Form 1120-F: When a Foreign Corporation Files (and Why Your LLC Usually Doesn't)

Form 1120-F is a foreign corporation's US tax return. Own a US-formed LLC? You almost certainly file a pro forma 1120 with Form 5472 instead.

Charles Morente, Formation Specialist at CORPBOLT
Charles Morente· Formation Specialist at CORPBOLT
15 min readPublished July 10, 2026Updated July 10, 2026Reviewed by Cheska Morente
Short answer

If you are a non-resident who owns a US-formed single-member LLC, such as a Wyoming LLC, Form 1120-F is almost certainly not your form. Form 1120-F is a foreign corporation's US income tax return, and a US-formed LLC is a domestic entity no matter where its owner lives. Your default federal filing is usually a pro forma Form 1120 with Form 5472 attached, which is an information return rather than a tax bill.

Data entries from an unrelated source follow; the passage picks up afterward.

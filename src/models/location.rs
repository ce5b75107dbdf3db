use crate::errors::{AppError, AppResult};
use serde::{Deserialize, Serialize};

#[derive(Debug, Clone, Copy, PartialEq, Serialize, Deserialize)]
pub struct GeoPoint {
    pub latitude: f64,
    pub longitude: f64,
}

impl GeoPoint {
    pub fn new(latitude: f64, longitude: f64) -> AppResult<Self> {
        if !latitude.is_finite() || !(-90.0..=90.0).contains(&latitude) {
            return Err(AppError::InvalidLocation(format!(
                "latitude {latitude} is outside [-90, 90]"
            )));
        }
        if !longitude.is_finite() || !(-180.0..=180.0).contains(&longitude) {
            return Err(AppError::InvalidLocation(format!(
                "longitude {longitude} is outside [-180, 180]"
            )));
        }
        Ok(Self {
            latitude,
            longitude,
        })
    }
}

/// Where an entry was recorded. Both parts are optional.
#[derive(Debug, Clone, Default, PartialEq, Serialize, Deserialize)]
pub struct Location {
    pub point: Option<GeoPoint>,
    pub address: Option<String>,
}

impl Location {
    /// Build a location from loose CLI/DB parts.
    /// Latitude and longitude must come together; a blank address is dropped.
    pub fn from_parts(
        latitude: Option<f64>,
        longitude: Option<f64>,
        address: Option<String>,
    ) -> AppResult<Self> {
        let point = match (latitude, longitude) {
            (Some(lat), Some(lon)) => Some(GeoPoint::new(lat, lon)?),
            (None, None) => None,
            _ => {
                return Err(AppError::InvalidLocation(
                    "latitude and longitude must be given together".into(),
                ));
            }
        };

        let address = address
            .map(|a| a.trim().to_string())
            .filter(|a| !a.is_empty());

        Ok(Self { point, address })
    }

    pub fn is_empty(&self) -> bool {
        self.point.is_none() && self.address.is_none()
    }

    pub fn latitude(&self) -> Option<f64> {
        self.point.map(|p| p.latitude)
    }

    pub fn longitude(&self) -> Option<f64> {
        self.point.map(|p| p.longitude)
    }

    /// Human-readable form: the address when known, otherwise the coordinates.
    pub fn describe(&self) -> String {
        match (&self.address, &self.point) {
            (Some(a), _) => a.clone(),
            (None, Some(p)) => format!("{:.5}, {:.5}", p.latitude, p.longitude),
            (None, None) => String::new(),
        }
    }
}
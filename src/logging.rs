use tracing_subscriber::{EnvFilter, fmt};

use crate::errors::{AppError, AppResult};

/// Filter directives, e.g. `FICHALIA_LOG=fichalia=debug`.
pub const LOG_ENV: &str = "FICHALIA_LOG";

/// Diagnostics go to stderr so command output stays clean.
pub fn init() -> AppResult<()> {
    let filter = EnvFilter::try_from_env(LOG_ENV).unwrap_or_else(|_| EnvFilter::new("warn"));

    fmt()
        .with_env_filter(filter)
        .with_target(true)
        .with_writer(std::io::stderr)
        .try_init()
        .map_err(|e| AppError::Logging(e.to_string()))
}
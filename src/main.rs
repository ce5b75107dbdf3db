//! Fichalia main entrypoint.

use fichalia::run;
use fichalia::ui::messages::error;

fn main() {
    if let Err(e) = run() {
        error(format!("Error: {}", e));
        std::process::exit(1);
    }
}
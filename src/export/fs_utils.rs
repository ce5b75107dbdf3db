use crate::errors::{AppError, AppResult};
use crate::ui::messages::{info, warning};
use std::io::{self, Write};
use std::path::Path;

/// Check that the export target may be written.
///
/// A missing file or `force` passes straight through; otherwise `confirm`
/// decides whether the existing file is overwritten.
pub(crate) fn ensure_writable<F>(path: &Path, force: bool, confirm: F) -> AppResult<()>
where
    F: FnOnce(&Path) -> io::Result<bool>,
{
    if !path.exists() || force {
        return Ok(());
    }

    if confirm(path)? {
        info("Existing file will be overwritten.");
        Ok(())
    } else {
        Err(AppError::Export(
            "cancelled: existing file not overwritten".into(),
        ))
    }
}

/// Ask on stdin; anything but `y`/`yes` declines.
pub(crate) fn ask_overwrite(path: &Path) -> io::Result<bool> {
    warning(format!("The file '{}' already exists.", path.display()));

    print!("Overwrite? [y/N]: ");
    io::stdout().flush()?;

    let mut answer = String::new();
    io::stdin().read_line(&mut answer)?;
    Ok(matches!(
        answer.trim().to_ascii_lowercase().as_str(),
        "y" | "yes"
    ))
}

Because tax turns on your exact facts, confirm your own filing with a qualified cross-border tax professional.

Form 1120-F is for foreign corporations:

Its official title is the "U.S. Income Tax Return of a Foreign Corporation," and every filing trigger assumes a corporation organized outside the United States.

Your US LLC is domestic, not foreign:

In tax law "foreign" means organized outside the US. A company formed in Wyoming is domestic even when every owner is a non-resident.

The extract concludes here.